What to produce.
Reproduce the line containing "mod animator;" and every line after it through the end of the records. Include nothing else.

*** Extracted information Section Begins ***

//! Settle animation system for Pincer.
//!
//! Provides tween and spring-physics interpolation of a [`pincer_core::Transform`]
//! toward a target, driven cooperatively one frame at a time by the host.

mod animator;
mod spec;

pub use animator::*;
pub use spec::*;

*** Extracted information Section Ends ***

Task response.
mod animator;
mod spec;

pub use animator::*;
pub use spec::*;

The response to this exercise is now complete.